Mervo track star struggles to get his studies up to speed

January 04, 1995|By Robert Hilson Jr. | Robert Hilson Jr.,Sun Staff Writer

Over the past six months, James Carter has either won or placed in numerous local and national track meets. He's considered, by many, as one of the state's best high school runners.

James, a junior at Mergenthaler Vocational-Technical High School, has a stack of letters from big-name colleges interested in him for their running teams. He's even mentioned as a contender for the U.S. Olympic team in 2000.

Last month, the Mervo track star missed his first meet in two years. Not running was his mom's idea.

James' mother made him quit the indoor track team after his grades began to decline and his academic average dipped into the 70s. He was doing adequate work in most classes and failed a geometry course.

Although Marilyn Knight is proud of her son's athletic prowess, she feels it is what he learns in the classroom that will carry him through life.

"If I knew he was doing his best and had a 75 [average] then I wouldn't be upset," Ms. Knight said. "But I know this is not the best that he can do. I know that. It wasn't a hard decision. I think that James has to put as much emphasis on his grades as he does on his running."

For her son, the running ban is something he accepts.

"She wants me do better than I've been doing," said James, 16. "I'm going to do what I have to do and then get back out there and run."

"I think it's a very good decision on the parent's part," said Gene Lawrence, Mervo's principal. "It's good to keep focused on things like academics."

For the past five years, running has been a major part of James' life. In addition to running for the school team, he has spent his summers running for the Ed Waters Track Club, which travels to out-of-state meets. As a sophomore, James turned in a sub-49-second performance in a 400-meter race -- a time that was two seconds off the state record. He ran an 800-meter race that was five seconds off the state record, and he won the city school championship in the triple jump.

During the summer, he placed third in the 400 meters and ran the lead-off leg for the title-winning relay squad at the Junior Olympic Track Field Championships in Florida. He won the 200 meters, 400 meters and triple jump at a meet in Massachusetts.

"I was working real hard trying to improve and I think that I have, I know I have," James said. "I don't know. Maybe I put too much time in it [track] and not enough for school."

James is enrolled in Mervo's drafting program and hopes to become an architect. Although he was still passing most classes, James figures that before he dropped from the team he was spending 80 percent of his time running track and 20 percent on academics.

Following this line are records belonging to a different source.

use serde::{Deserialize, Serialize};
use serde_json::Value;
use utoipa::ToSchema;
use uuid::Uuid;

/// Booking draft submitted before payment. Fields are optional at the wire
/// level so that every missing one can be reported together.
#[derive(Debug, Default, Deserialize, ToSchema)]
#[serde(rename_all = "camelCase")]
pub struct CheckoutRequest {
    pub service_id: Option<Uuid>,
    pub address_id: Option<Uuid>,
    /// `YYYY-MM-DD`.
    pub date: Option<String>,
    /// `morning` or `afternoon`.
    pub time: Option<String>,
    /// Minor currency units.
    pub price: Option<i64>,
    pub assessment: Option<Value>,
}

#[derive(Debug, Serialize, Deserialize, ToSchema)]
#[serde(rename_all = "camelCase")]
pub struct CheckoutSessionCreated {
    pub session_id: String,
    pub url: Option<String>,
}
//! 애플리케이션 상태 관리.
//!
//! 모든 API 핸들러에서 공유되는 상태를 정의합니다.

use std::sync::Arc;

use chrono::{DateTime, Utc};
use stockview_data::{CachedPriceHistory, Database};

/// 모든 핸들러에서 공유되는 애플리케이션 상태.
///
/// `Arc<AppState>` 형태로 라우터에 전달됩니다.
pub struct AppState {
    /// 캐시 데이터베이스 (SQLite)
    pub db: Database,

    /// 캐시 기반 가격 이력 제공자
    pub history: Arc<CachedPriceHistory>,

    /// 서버 시작 시간
    pub started_at: DateTime<Utc>,

    /// API 버전
    pub version: String,
}

impl AppState {
    pub fn new(db: Database, history: CachedPriceHistory) -> Self {
        Self {
            db,
            history: Arc::new(history),
            started_at: Utc::now(),
            version: env!("CARGO_PKG_VERSION").to_string(),
        }
    }

    /// 서버 업타임(초).
    pub fn uptime_secs(&self) -> i64 {
        (Utc::now() - self.started_at).num_seconds()
    }

    /// 데이터베이스 연결 상태 확인.
    pub async fn is_db_healthy(&self) -> bool {
        self.db.health_check().await.unwrap_or(false)
    }
}


/// 테스트용 AppState 생성.
///
/// 인메모리 SQLite와 주어진 제공자로 상태를 구성합니다.
#[cfg(test)]
pub async fn create_test_state(source: Arc<dyn stockview_data::PriceHistorySource>) -> AppState {
    use stockview_data::PriceBarRepository;

    let db = Database::connect_in_memory()
        .await
        .expect("Failed to open in-memory database for test");
    db.migrate().await.expect("Failed to migrate test database");

    let history = CachedPriceHistory::new(PriceBarRepository::new(&db), source);
    AppState::new(db, history)
}
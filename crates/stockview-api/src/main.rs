//! Stockview API 서버 진입점.

use std::net::SocketAddr;
use std::sync::Arc;
use std::time::Duration;

use axum::http::StatusCode;
use axum::middleware;
use stockview_api::middleware::timeout_as_unavailable;
use stockview_api::{create_api_router, AppState};
use stockview_core::{init_logging, AppConfig, LogConfig};
use stockview_data::{CachedPriceHistory, Database, PriceBarRepository, YahooHistorySource};
use tower_http::cors::{AllowOrigin, CorsLayer};
use tower_http::timeout::TimeoutLayer;
use tower_http::trace::TraceLayer;
use tracing::{error, info, warn};

#[tokio::main]
async fn main() -> Result<(), Box<dyn std::error::Error>> {
    // .env 파일 로드 (있는 경우)
    let _ = dotenvy::dotenv();

    let mut config = AppConfig::load_default()?;
    init_logging(LogConfig::from(&config.logging))?;

    // PORT 환경변수는 설정 파일보다 우선
    if let Ok(port) = std::env::var("PORT") {
        match port.parse::<u16>() {
            Ok(port) => config.server.port = port,
            Err(_) => warn!(value = %port, "PORT 값이 유효하지 않아 무시합니다"),
        }
    }

    info!("Starting Stockview API server...");

    let addr: SocketAddr = format!("{}:{}", config.server.host, config.server.port)
        .parse()
        .map_err(|e| {
            error!(
                host = %config.server.host,
                port = config.server.port,
                error = %e,
                "소켓 주소 설정이 유효하지 않습니다"
            );
            e
        })?;

    let db = Database::connect(&config.database).await?;
    db.migrate().await?;

    let source = YahooHistorySource::new()?;
    let mut history = CachedPriceHistory::new(PriceBarRepository::new(&db), Arc::new(source))
        .with_refresh_after_days(config.cache.refresh_after_days);
    if config.provider.timeout_secs > 0 {
        history = history.with_provider_timeout(Duration::from_secs(config.provider.timeout_secs));
    }

    let state = Arc::new(AppState::new(db, history));

    let app = create_api_router()
        .with_state(state)
        .layer(cors_layer())
        .layer(TraceLayer::new_for_http())
        .layer(TimeoutLayer::with_status_code(
            StatusCode::REQUEST_TIMEOUT,
            Duration::from_secs(config.server.request_timeout_secs),
        ))
        // 타임아웃(408)은 데이터 조회 실패(404)로 응답
        .layer(middleware::from_fn(timeout_as_unavailable));

    info!(%addr, "API server listening");

    let listener = tokio::net::TcpListener::bind(addr).await?;
    axum::serve(listener, app)
        .with_graceful_shutdown(shutdown_signal())
        .await?;

    info!("Server stopped gracefully");

    Ok(())
}

/// CORS 레이어.
///
/// `CORS_ORIGINS`가 설정되면 해당 origin만 허용하고, 없으면 모든 origin을 허용합니다.
fn cors_layer() -> CorsLayer {
    let allow_origin = match std::env::var("CORS_ORIGINS") {
        Ok(origins) if !origins.is_empty() => {
            let origins: Vec<_> = origins
                .split(',')
                .filter_map(|s| s.trim().parse().ok())
                .collect();

            if origins.is_empty() {
                warn!("CORS_ORIGINS is set but contains no valid origins, allowing any");
                AllowOrigin::any()
            } else {
                info!("CORS configured with {} allowed origins", origins.len());
                AllowOrigin::list(origins)
            }
        }
        _ => AllowOrigin::any(),
    };

    CorsLayer::new()
        .allow_origin(allow_origin)
        .allow_methods([axum::http::Method::GET, axum::http::Method::OPTIONS])
        .allow_headers([axum::http::header::CONTENT_TYPE, axum::http::header::ACCEPT])
}

/// Ctrl+C 또는 SIGTERM 대기.
async fn shutdown_signal() {
    let ctrl_c = async {
        if let Err(e) = tokio::signal::ctrl_c().await {
            error!(error = %e, "Failed to install Ctrl+C handler");
            std::future::pending::<()>().await;
        }
    };

    #[cfg(unix)]
    let terminate = async {
        match tokio::signal::unix::signal(tokio::signal::unix::SignalKind::terminate()) {
            Ok(mut signal) => {
                signal.recv().await;
            }
            Err(e) => {
                error!(error = %e, "Failed to install signal handler");
                std::future::pending::<()>().await;
            }
        }
    };

    #[cfg(not(unix))]
    let terminate = std::future::pending::<()>();

    tokio::select! {
        _ = ctrl_c => {
            warn!("Received Ctrl+C, initiating graceful shutdown...");
        }
        _ = terminate => {
            warn!("Received SIGTERM, initiating graceful shutdown...");
        }
    }
}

William Johnson, James' drafting teacher at Mervo, said the teen-ager seemed disinterested in his work.

"He used to really get upset when he couldn't understand something. Once he understood it, he'd say, 'Yes, I've got it.' " This school year, Mr. Johnson said, "it seems like he's got something else on his mind."

Victor Gugliuzza, an English teacher at Mervo, said that, although James is doing all right in his class, he applauds the mother's decision.

"It's very good because it shows that his mother is paying attention to his work," Mr. Gugliuzza said. "That track will open doors, but he doesn't want to just be a runner for them, he wants to be a student, too."

Several major colleges -- including Penn State, Ohio State and Texas -- have contacted James.

Rob Fieter of the Ohio State sports department said the university won't lose interest because James doesn't run track for a semester.

"This just means that if he decides to come to us he'll be ready academically for college," Mr. Fieter said. "We want good student athletes."

Freddie Hendricks, Mervo's track coach for 25 years and a coach for the Ed Waters Track Club, said James is a gifted athlete who can compete in many track events.

"He's an exceptional athlete," Mr. Hendricks said. "As a student-athlete, he's an average student. He still doesn't see the need to apply himself fully in the class. He said he's willing to work on it now."

Mr. Hendricks said James had passing grades, not low enough to force him from the team, but he agrees with Ms. Knight's decision.

"Grades in the low 70s aren't what he needs. He needs to get to the B-plus range, and everybody knows he can do it," Mr. Hendricks said. "We have to get him to focus on getting the grades up to the point where it makes everything else possible."

Now, instead of practicing with the track team every day, James goes home to study. He's confident that he can pull up his grades. "I want to run so I'm going to hit the books. I don't mind it because it's going to make me more than just someone who runs," James said.

For additional inspiration, he can look to his mother. A single parent rearing two children, she began her freshman year at Baltimore City Community College in the fall.

TC "You can't just do enough to get by, you have to excel," Ms. Knight said. "If I can work full time, take care of a family and get good grades, he can get good grades, too."